You’d think a better way to provide fencers the information they need about their seeding, pools, and DEs would be easy, but it’s not. Take the projector idea, for instance. You need to have a projector, to start with, easier now with all the teeny pico-projectors now available than when we originally looked into the idea, and you need a suitable place to put the projector so that what it projects is visible and in focus. If that’s near the BC stage—easiest for connecting it to the computer that feeds it the content—a screen is necessary. If the projector can be placed so that information is projected on a wall, there needs to be plenty of space in that area, as well as a long, reliable cable back to that computer. (The computer, by the way, needs to be dedicated to the projector feed.)
The lighting in the hall is a huge problem, though. In a hall lit brightly enough to fence in, information projected on a screen is exceedingly difficult to read, even at the highest possible contrast. Possibly a hood of some kind could alleviate that problem, but that limits access and visibility.
Each of our bulletin boards (usually three or four, all posted with the same information) holds information for all of the events held on a single day, anywhere from 4 to 14. Projection on a single screen means that the information has to be scrolled. For a fencer who just missed his event, he’d need to wait through all the other events in progress for the items he needs to come up again; with several events at once, quite a crowd could be gathered in front of the screen, waiting through multiple scrolling cycles.
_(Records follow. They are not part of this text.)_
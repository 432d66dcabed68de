//! Installation layout and home directory configuration.
//!
//! # Responsibility
//! - Resolve the installation home every root is relative to.
//! - Describe artifact roots, resource roots and the artifact filter.
//! - Apply optional `layout.json` overrides on top of the built-in defaults.
//!
//! # Invariants
//! - Configured roots are relative and never escape the home via `..`.
//! - Artifact root order is resolution priority order.
//! - The entry-point name is a dotted identifier.

use crate::locator::ArtifactFilter;
use crate::resolver::is_qualified_name;
use log::{debug, info};
use serde::{Deserialize, Serialize};
use std::error::Error;
use std::ffi::OsString;
use std::fmt::{Display, Formatter};
use std::path::{Component, Path, PathBuf};

/// Artifact roots scanned for library files, highest priority first.
pub const DEFAULT_ARTIFACT_ROOTS: &[&str] = &["extensions-private", "extensions", "bootstrap-libs"];
/// Resource roots added verbatim to the isolated environment.
pub const DEFAULT_RESOURCE_ROOTS: &[&str] = &["config", "config/logging"];
/// File-name suffix of loadable library artifacts.
pub const DEFAULT_LIBRARY_SUFFIX: &str = ".jar";
/// File-name prefix of the client-only launcher artifact.
pub const RESERVED_CLIENT_PREFIX: &str = "bootstrap-client-";
/// Fully qualified name of the server entry point.
pub const ENTRY_POINT_TYPE: &str = "isoboot.daemon.Server";
/// Environment variable naming the installation home.
pub const HOME_ENV_VAR: &str = "ISOBOOT_HOME";
/// Optional layout override file, relative to the home.
pub const LAYOUT_FILE_NAME: &str = "layout.json";

/// Ordered artifact and resource roots relative to the installation home.
#[derive(Debug, Clone, PartialEq, Eq)]
pub struct RootSet {
    artifact_roots: Vec<PathBuf>,
    resource_roots: Vec<PathBuf>,
}

impl RootSet {
    pub fn new(
        artifact_roots: impl IntoIterator<Item = impl Into<PathBuf>>,
        resource_roots: impl IntoIterator<Item = impl Into<PathBuf>>,
    ) -> Self {
        Self {
            artifact_roots: artifact_roots.into_iter().map(Into::into).collect(),
            resource_roots: resource_roots.into_iter().map(Into::into).collect(),
        }
    }

    pub fn artifact_roots(&self) -> &[PathBuf] {
        &self.artifact_roots
    }

    pub fn resource_roots(&self) -> &[PathBuf] {
        &self.resource_roots
    }
}

impl Default for RootSet {
    fn default() -> Self {
        Self::new(
            DEFAULT_ARTIFACT_ROOTS.iter().copied(),
            DEFAULT_RESOURCE_ROOTS.iter().copied(),
        )
    }
}

/// Declarative installation layout.
///
/// Every field is optional in `layout.json`; missing fields keep the
/// built-in default.
#[derive(Debug, Clone, PartialEq, Eq, Serialize, Deserialize)]
#[serde(default, deny_unknown_fields)]
pub struct LayoutConfig {
    pub artifact_roots: Vec<String>,
    pub resource_roots: Vec<String>,
    pub library_suffix: String,
    pub reserved_prefix: String,
    pub entry_point: String,
}

impl Default for LayoutConfig {
    fn default() -> Self {
        Self {
            artifact_roots: DEFAULT_ARTIFACT_ROOTS.iter().map(|s| s.to_string()).collect(),
            resource_roots: DEFAULT_RESOURCE_ROOTS.iter().map(|s| s.to_string()).collect(),
            library_suffix: DEFAULT_LIBRARY_SUFFIX.to_string(),
            reserved_prefix: RESERVED_CLIENT_PREFIX.to_string(),
            entry_point: ENTRY_POINT_TYPE.to_string(),
        }
    }
}

impl LayoutConfig {
    /// Loads `<home>/layout.json` when present, otherwise the defaults.
    ///
    /// # Errors
    /// - Returns an error when the file exists but cannot be read or parsed.
    /// - Returns an error when the resulting layout fails [`Self::validate`].
    pub fn load(home: &Path) -> Result<Self, ConfigError> {
        let path = home.join(LAYOUT_FILE_NAME);
        if !path.is_file() {
            debug!(
                "event=layout_load module=layout status=ok source=defaults home={}",
                home.display()
            );
            let layout = Self::default();
            layout.validate()?;
            return Ok(layout);
        }

        let raw = std::fs::read_to_string(&path).map_err(|source| ConfigError::ReadLayout {
            path: path.clone(),
            source,
        })?;
        let layout: Self = serde_json::from_str(&raw)
            .map_err(|source| ConfigError::InvalidLayout { path: path.clone(), source })?;
        layout.validate()?;
        info!(
            "event=layout_load module=layout status=ok source=file path={}",
            path.display()
        );
        Ok(layout)
    }

    /// Validates root paths, the artifact filter and the entry-point name.
    pub fn validate(&self) -> Result<(), ConfigError> {
        for root in self.artifact_roots.iter().chain(&self.resource_roots) {
            if !is_contained_relative(root) {
                return Err(ConfigError::InvalidRoot(root.clone()));
            }
        }
        if self.library_suffix.trim().is_empty() {
            return Err(ConfigError::EmptySuffix);
        }
        if !is_qualified_name(&self.entry_point) {
            return Err(ConfigError::InvalidEntryPoint(self.entry_point.clone()));
        }
        Ok(())
    }

    pub fn root_set(&self) -> RootSet {
        RootSet::new(&self.artifact_roots, &self.resource_roots)
    }

    pub fn artifact_filter(&self) -> ArtifactFilter {
        ArtifactFilter::new(&self.library_suffix, &self.reserved_prefix)
    }
}

/// Resolves the installation home.
///
/// Precedence: `explicit`, then [`HOME_ENV_VAR`], then the parent of the
/// directory holding the running executable (`<home>/bin/<exe>`).
///
/// # Errors
/// - Returns an error when no candidate is available.
/// - Returns an error when the chosen candidate is not an existing directory.
pub fn resolve_home(explicit: Option<&Path>) -> Result<PathBuf, ConfigError> {
    let exe = std::env::current_exe().ok();
    resolve_home_from(explicit, std::env::var_os(HOME_ENV_VAR), exe.as_deref())
}

fn resolve_home_from(
    explicit: Option<&Path>,
    env_value: Option<OsString>,
    exe: Option<&Path>,
) -> Result<PathBuf, ConfigError> {
    let (candidate, source) = if let Some(path) = explicit {
        (path.to_path_buf(), "argument")
    } else if let Some(value) = env_value.filter(|value| !value.is_empty()) {
        (PathBuf::from(value), "env")
    } else if let Some(home) = exe.and_then(Path::parent).and_then(Path::parent) {
        (home.to_path_buf(), "executable")
    } else {
        return Err(ConfigError::HomeUnset);
    };

    if !candidate.is_dir() {
        return Err(ConfigError::HomeNotFound(candidate));
    }
    debug!(
        "event=home_resolve module=layout status=ok source={} home={}",
        source,
        candidate.display()
    );
    Ok(candidate)
}

fn is_contained_relative(root: &str) -> bool {
    let trimmed = root.trim();
    if trimmed.is_empty() {
        return false;
    }
    Path::new(trimmed)
        .components()
        .all(|component| matches!(component, Component::Normal(_) | Component::CurDir))
}

/// Configuration errors raised before discovery starts.
#[derive(Debug)]
pub enum ConfigError {
    HomeUnset,
    HomeNotFound(PathBuf),
    ReadLayout {
        path: PathBuf,
        source: std::io::Error,
    },
    InvalidLayout {
        path: PathBuf,
        source: serde_json::Error,
    },
    InvalidRoot(String),
    EmptySuffix,
    InvalidEntryPoint(String),
}

impl Display for ConfigError {
    fn fmt(&self, f: &mut Formatter<'_>) -> std::fmt::Result {
        match self {
            Self::HomeUnset => write!(
                f,
                "installation home is unset; pass --home or set {HOME_ENV_VAR}"
            ),
            Self::HomeNotFound(path) => {
                write!(f, "installation home is not a directory: {}", path.display())
            }
            Self::ReadLayout { path, source } => {
                write!(f, "failed to read layout `{}`: {source}", path.display())
            }
            Self::InvalidLayout { path, source } => {
                write!(f, "layout `{}` is invalid: {source}", path.display())
            }
            Self::InvalidRoot(value) => write!(
                f,
                "layout root must be a relative path inside the home: `{value}`"
            ),
            Self::EmptySuffix => write!(f, "layout library suffix must not be empty"),
            Self::InvalidEntryPoint(value) => {
                write!(f, "entry point is not a qualified type name: `{value}`")
            }
        }
    }
}

impl Error for ConfigError {
    fn source(&self) -> Option<&(dyn Error + 'static)> {
        match self {
            Self::ReadLayout { source, .. } => Some(source),
            Self::InvalidLayout { source, .. } => Some(source),
            _ => None,
        }
    }
}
Oh, and projector bulbs are prohibitively expensive, lasting only tens of hours under continuous use.
A better alternative, eliminating the lighting problem, would be flat LCD screens. We’d need several sets of screens, to minimize the crowding problem (the scrolling would still be a problem), and we’d need considerable space to place them, a problem when we already barely fit the strips we need into the venues we can afford. In addition to the screens themselves, we’d need mounting hardware of some kind (kiosks?), cabling, and shipping crates.
My guess is that most fencers would rather the money be spent on more replay systems.
Several people (various armorers, computer staff, and others) have for years discussed the possibility of implementing a messaging system—fencers could sign up to receive a text message with their strip assignment, probably for a nominal fee, to cover the expense of the system. In some versions, there would also be a kiosk where parents, coaches, or spectators could look up one or more individuals and find out their seeding, where they are fencing, or how they finished. Probably a nice amenity to have someday, but there are other things we need first (such the aforementioned replay systems and new tournament software).
J.R., though, arranged for the water stations to be refilled on an as-needed basis through Tuesday. Normally, they’re only refilled on a schedule, every few hours, because the convention center charges us $17 per 5-gallon bottle. After tomorrow, our entry numbers are smaller, so going back to the schedule won’t be too much of a hardship when you consider the expense.
J.R. also managed to persuade the Atlantis restaurant management to let officials order anything on the breakfast menu up to $10, too, so we will now have the option of oatmeal or yogurt and granola or a fruit bowl instead of those mammoth cholesterol plates. Yippee!